DATA TO PROCESS -
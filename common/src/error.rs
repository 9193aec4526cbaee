use std::net::AddrParseError;
use thiserror::Error;

/// Invalid user input, detected before any packet leaves the host.
#[derive(Debug, Error)]
pub enum ConfigError {
    #[error("invalid drawing technique: {0}")]
    InvalidTechnique(String),

    #[error("invalid destination prefix {input:?}: {source}")]
    InvalidPrefix {
        input: String,
        source: AddrParseError,
    },

    #[error("invalid prefix length in {0:?}")]
    InvalidPrefixLength(String),

    /// The low 64 bits carry the pixel, so the network part can't be longer.
    #[error("prefix length /{0} overlaps the 64-bit pixel payload")]
    PrefixTooLong(u8),

    #[error("invalid MAC address: {0}")]
    InvalidMac(String),

    #[error("unknown transmission backend: {0}")]
    UnknownBackend(String),

    #[error("unknown send policy: {0}")]
    UnknownSendPolicy(String),

    #[error("{0} support was not compiled into this build")]
    BackendUnavailable(&'static str),

    #[error("draw rate must be greater than zero")]
    ZeroRate,

    #[error("worker count must be greater than zero")]
    ZeroWorkers,

    #[error("missing input: {0}")]
    MissingInput(&'static str),
}
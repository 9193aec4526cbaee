//! AF_PACKET ring geometry.

use crate::error::ResourceError;

/// Frames per block; the kernel ring default.
pub const FRAMES_PER_BLOCK: usize = 128;

/// `TPACKET_ALIGNMENT`: every ring frame starts on this boundary.
pub const FRAME_ALIGNMENT: usize = 16;

#[derive(Clone, Copy, Debug, PartialEq, Eq)]
pub struct RingGeometry {
    pub frame_size: usize,
    pub block_size: usize,
    pub num_blocks: usize,
}

impl RingGeometry {
    pub fn frame_count(&self) -> usize {
        self.block_size / self.frame_size * self.num_blocks
    }

    pub fn len(&self) -> usize {
        self.block_size * self.num_blocks
    }
}

/// Fits as many `snaplen`-sized frames as a `budget_mb` MiB ring allows.
///
/// Sub-page requests round up to a multiple of `page_size / 128` so a block
/// of 128 frames is always page aligned; larger ones round up to whole pages
/// plus one.
pub fn size(budget_mb: usize, snaplen: usize, page_size: usize) -> Result<RingGeometry, ResourceError> {
    let snaplen = snaplen.max(1);
    let frame_size = if snaplen < page_size {
        let unit = (page_size / FRAMES_PER_BLOCK).max(FRAME_ALIGNMENT);
        snaplen.div_ceil(unit) * unit
    } else {
        (snaplen / page_size + 1) * page_size
    };

    let block_size = frame_size * FRAMES_PER_BLOCK;
    let num_blocks = budget_mb * 1024 * 1024 / block_size;
    if num_blocks == 0 {
        return Err(ResourceError::RingTooSmall {
            budget_mb,
            block_size,
        });
    }

    Ok(RingGeometry {
        frame_size,
        block_size,
        num_blocks,
    })
}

EXERCISE OBJECTIVE -
With nothing left out, return each entry exactly.

REPLY -
filename common/src/error.rs
repository 9193aec4526cbaee
use std::net::AddrParseError;
use thiserror::Error;

/// Invalid user input, detected before any packet leaves the host.
#[derive(Debug, Error)]
pub enum ConfigError {
    #[error("invalid drawing technique: {0}")]
    InvalidTechnique(String),

    #[error("invalid destination prefix {input:?}: {source}")]
    InvalidPrefix {
        input: String,
        source: AddrParseError,
    },

    #[error("invalid prefix length in {0:?}")]
    InvalidPrefixLength(String),

    /// The low 64 bits carry the pixel, so the network part can't be longer.
    #[error("prefix length /{0} overlaps the 64-bit pixel payload")]
    PrefixTooLong(u8),

    #[error("invalid MAC address: {0}")]
    InvalidMac(String),

    #[error("unknown transmission backend: {0}")]
    UnknownBackend(String),

    #[error("unknown send policy: {0}")]
    UnknownSendPolicy(String),

    #[error("{0} support was not compiled into this build")]
    BackendUnavailable(&'static str),

    #[error("draw rate must be greater than zero")]
    ZeroRate,

    #[error("worker count must be greater than zero")]
    ZeroWorkers,

    #[error("missing input: {0}")]
    MissingInput(&'static str),
}
repository 9193aec4526cbaee
//! AF_PACKET ring geometry.

use crate::error::ResourceError;

/// Frames per block; the kernel ring default.
pub const FRAMES_PER_BLOCK: usize = 128;

/// `TPACKET_ALIGNMENT`: every ring frame starts on this boundary.
pub const FRAME_ALIGNMENT: usize = 16;

#[derive(Clone, Copy, Debug, PartialEq, Eq)]
pub struct RingGeometry {
    pub frame_size: usize,
    pub block_size: usize,
    pub num_blocks: usize,
}

impl RingGeometry {
    pub fn frame_count(&self) -> usize {
        self.block_size / self.frame_size * self.num_blocks
    }

    pub fn len(&self) -> usize {
        self.block_size * self.num_blocks
    }
}

/// Fits as many `snaplen`-sized frames as a `budget_mb` MiB ring allows.
///
/// Sub-page requests round up to a multiple of `page_size / 128` so a block
/// of 128 frames is always page aligned; larger ones round up to whole pages
/// plus one.
pub fn size(budget_mb: usize, snaplen: usize, page_size: usize) -> Result<RingGeometry, ResourceError> {
    let snaplen = snaplen.max(1);
    let frame_size = if snaplen < page_size {
        let unit = (page_size / FRAMES_PER_BLOCK).max(FRAME_ALIGNMENT);
        snaplen.div_ceil(unit) * unit
    } else {
        (snaplen / page_size + 1) * page_size
    };

    let block_size = frame_size * FRAMES_PER_BLOCK;
    let num_blocks = budget_mb * 1024 * 1024 / block_size;
    if num_blocks == 0 {
        return Err(ResourceError::RingTooSmall {
            budget_mb,
            block_size,
        });
    }

    Ok(RingGeometry {
        frame_size,
        block_size,
        num_blocks,
    })
}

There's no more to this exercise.